------ Dataset excerpts
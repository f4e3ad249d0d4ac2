use std::{io, path::PathBuf};

use clap::{command, value_parser, Arg, ArgAction, ArgMatches, Command};
use diffview_config::Config;
use diffview_notes::Version;
use miette::Result;
use tracing::Level;

use crate::state::{RunType, State};

mod config;
mod diff;
mod fs;
mod notes;
mod state;

/// Parse the command line and run whatever was asked for.
///
/// # Errors
///
/// Anything that goes wrong is rendered as a diagnostic by `main`.
pub fn run() -> Result<()> {
    let matches = build_cli().get_matches();
    init_logging(matches.get_flag("verbose"));

    let config_path = matches
        .get_one::<PathBuf>("config")
        .cloned()
        .unwrap_or_else(|| PathBuf::from(Config::FILE_NAME));
    let state = config::load(&config_path)?;
    let mut stdout = io::stdout().lock();

    match matches.subcommand() {
        Some(("notes", notes)) => run_notes(notes, &state, &mut stdout)?,
        Some(("diff", diff)) => diff::run(
            diff.get_one::<PathBuf>("input").map(PathBuf::as_path),
            diff::Format {
                long: diff.get_flag("long"),
                include_headers: diff.get_flag("headers") || state.config.diff.include_headers,
            },
            &state,
            &mut stdout,
        )?,
        Some(("config", _)) => config::show(&state, &mut stdout)?,
        _ => {}
    }
    Ok(())
}

fn run_notes(matches: &ArgMatches, state: &State, stdout: &mut impl io::Write) -> Result<()> {
    match matches.subcommand() {
        Some(("list", _)) => notes::list(state, stdout)?,
        Some(("show", show)) => {
            if let Some(version) = show.get_one::<Version>("version") {
                notes::show(state, version, stdout)?;
            }
        }
        Some(("upgrade", upgrade)) => {
            if let Some(to) = upgrade.get_one::<Version>("to") {
                notes::upgrade(state, upgrade.get_one::<Version>("from"), to, stdout)?;
            }
        }
        Some(("add", add)) => {
            if let Some(version) = add.get_one::<Version>("version") {
                let source = add.get_one::<PathBuf>("file").map(PathBuf::as_path);
                let version = if add.get_flag("dry-run") {
                    RunType::DryRun(version)
                } else {
                    RunType::Real(version)
                };
                notes::add(state, version, source)?;
            }
        }
        _ => {}
    }
    Ok(())
}

fn version_arg(name: &'static str) -> Arg {
    Arg::new(name)
        .value_name("VERSION")
        .value_parser(|version: &str| version.parse::<Version>())
}

fn build_cli() -> Command {
    command!()
        .subcommand_required(true)
        .arg_required_else_help(true)
        .arg(
            Arg::new("config")
                .long("config")
                .global(true)
                .value_name("PATH")
                .env("DIFFVIEW_CONFIG")
                .help("The config file to use. Paths in it are relative to its directory.")
                .value_parser(value_parser!(PathBuf)),
        )
        .arg(
            Arg::new("verbose")
                .long("verbose")
                .short('v')
                .global(true)
                .help("Print extra information about what's happening.")
                .action(ArgAction::SetTrue),
        )
        .subcommand(
            Command::new("notes")
                .about("Read and publish release notes.")
                .subcommand_required(true)
                .subcommand(Command::new("list").about("List every version that has a note."))
                .subcommand(
                    Command::new("show")
                        .about("Print the note for a single version exactly as it was written.")
                        .arg(version_arg("version").required(true)),
                )
                .subcommand(
                    Command::new("upgrade")
                        .about("Print every note someone upgrading should see.")
                        .arg(
                            version_arg("from")
                                .long("from")
                                .help("The version being upgraded from, leave out for a fresh install."),
                        )
                        .arg(
                            version_arg("to")
                                .long("to")
                                .required(true)
                                .help("The version being upgraded to."),
                        ),
                )
                .subcommand(
                    Command::new("add")
                        .about("Publish the note for a new version. Notes can never be changed.")
                        .arg(version_arg("version").required(true))
                        .arg(
                            Arg::new("file")
                                .long("file")
                                .short('f')
                                .value_name("PATH")
                                .help("Read the note from this file instead of stdin.")
                                .value_parser(value_parser!(PathBuf)),
                        )
                        .arg(
                            Arg::new("dry-run")
                                .long("dry-run")
                                .help("Pretend to publish, printing what would happen.")
                                .action(ArgAction::SetTrue),
                        ),
                ),
        )
        .subcommand(
            Command::new("diff")
                .about("List the hunks of a Git diff.")
                .arg(
                    Arg::new("input")
                        .value_name("PATH")
                        .help("The diff to read, defaults to stdin.")
                        .value_parser(value_parser!(PathBuf)),
                )
                .arg(
                    Arg::new("headers")
                        .long("headers")
                        .help("Also list the start of each changed file.")
                        .action(ArgAction::SetTrue),
                )
                .arg(
                    Arg::new("long")
                        .long("long")
                        .help("Describe each hunk over several lines.")
                        .action(ArgAction::SetTrue),
                ),
        )
        .subcommand(Command::new("config").about("Print the config in use, defaults included."))
}

fn init_logging(verbose: bool) {
    let level = if verbose { Level::DEBUG } else { Level::INFO };
    tracing_subscriber::fmt()
        .with_max_level(level)
        .with_writer(io::stderr)
        .with_target(false)
        .without_time()
        .init();
}

#[cfg(test)]
mod test_cli {
    use super::*;

    #[test]
    fn verify_cli() {
        build_cli().debug_assert();
    }
}
use std::{
    io::{self, Write},
    path::Path,
};

use diffview_notes::{DuplicateVersionError, LoadError, NotFoundError, NoteStore, Version};
use miette::Diagnostic;
use thiserror::Error;
use tracing::info;

use crate::{
    fs,
    state::{RunType, State},
};

fn load(state: &State) -> Result<NoteStore, Error> {
    Ok(state.notes_dir().load()?)
}

/// Print every version that has a note, one per line.
pub(crate) fn list(state: &State, stdout: &mut impl Write) -> Result<(), Error> {
    let notes = load(state)?;
    for version in notes.list() {
        writeln!(stdout, "{version}").map_err(Error::Stdout)?;
    }
    Ok(())
}

/// Print the note for `version` byte-for-byte.
pub(crate) fn show(state: &State, version: &Version, stdout: &mut impl Write) -> Result<(), Error> {
    let notes = load(state)?;
    let body = notes.get(version)?;
    stdout.write_all(body.as_bytes()).map_err(Error::Stdout)
}

/// Print every note between `from` (exclusive) and `to` (inclusive), oldest first.
///
/// Having nothing to announce isn't an error, it just prints nothing.
pub(crate) fn upgrade(
    state: &State,
    from: Option<&Version>,
    to: &Version,
    stdout: &mut impl Write,
) -> Result<(), Error> {
    let notes = load(state)?;
    let upgrade_notes = notes.upgrade_notes(from, to);
    if upgrade_notes.is_empty() {
        info!("No release notes to show for {to}");
        return Ok(());
    }
    for (index, note) in upgrade_notes.into_iter().enumerate() {
        if index > 0 {
            writeln!(stdout).map_err(Error::Stdout)?;
        }
        write!(stdout, "## {}\n\n{}", note.version(), note.body()).map_err(Error::Stdout)?;
        if !note.body().ends_with('\n') {
            writeln!(stdout).map_err(Error::Stdout)?;
        }
    }
    Ok(())
}

/// Publish the note for a new version, read from `source` or stdin.
pub(crate) fn add(
    state: &State,
    version: RunType<&Version>,
    source: Option<&Path>,
) -> Result<(), Error> {
    let (run_type, version) = version.take();
    let body = match source {
        Some(path) => fs::read_to_string(path)?,
        None => fs::read_stdin()?,
    };

    let dir = state.notes_dir();
    let mut notes = dir.load()?;
    notes.put(version.clone(), body.as_str())?;

    fs::create_dir(run_type.of(dir.path()))?;
    let path = dir.path_for(version);
    fs::write_new(run_type.of(body.as_str()), &path)?;
    if let RunType::Real(()) = run_type {
        info!("Published release note for {version} at {}", path.display());
    }
    Ok(())
}

#[derive(Debug, Diagnostic, Error)]
pub(crate) enum Error {
    #[error(transparent)]
    #[diagnostic(transparent)]
    Load(#[from] LoadError),
    #[error(transparent)]
    #[diagnostic(transparent)]
    NotFound(#[from] NotFoundError),
    #[error(transparent)]
    #[diagnostic(transparent)]
    DuplicateVersion(#[from] DuplicateVersionError),
    #[error(transparent)]
    #[diagnostic(transparent)]
    Fs(#[from] fs::Error),
    #[error("Error writing to stdout: {0}")]
    #[diagnostic(code(notes::stdout))]
    Stdout(#[source] io::Error),
}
------------
Task objective :: Copy down each line in the entries that has the word "NotFoundError".

Worked solution ::
use diffview_notes::{DuplicateVersionError, LoadError, NotFoundError, NoteStore, Version};
    NotFound(#[from] NotFoundError),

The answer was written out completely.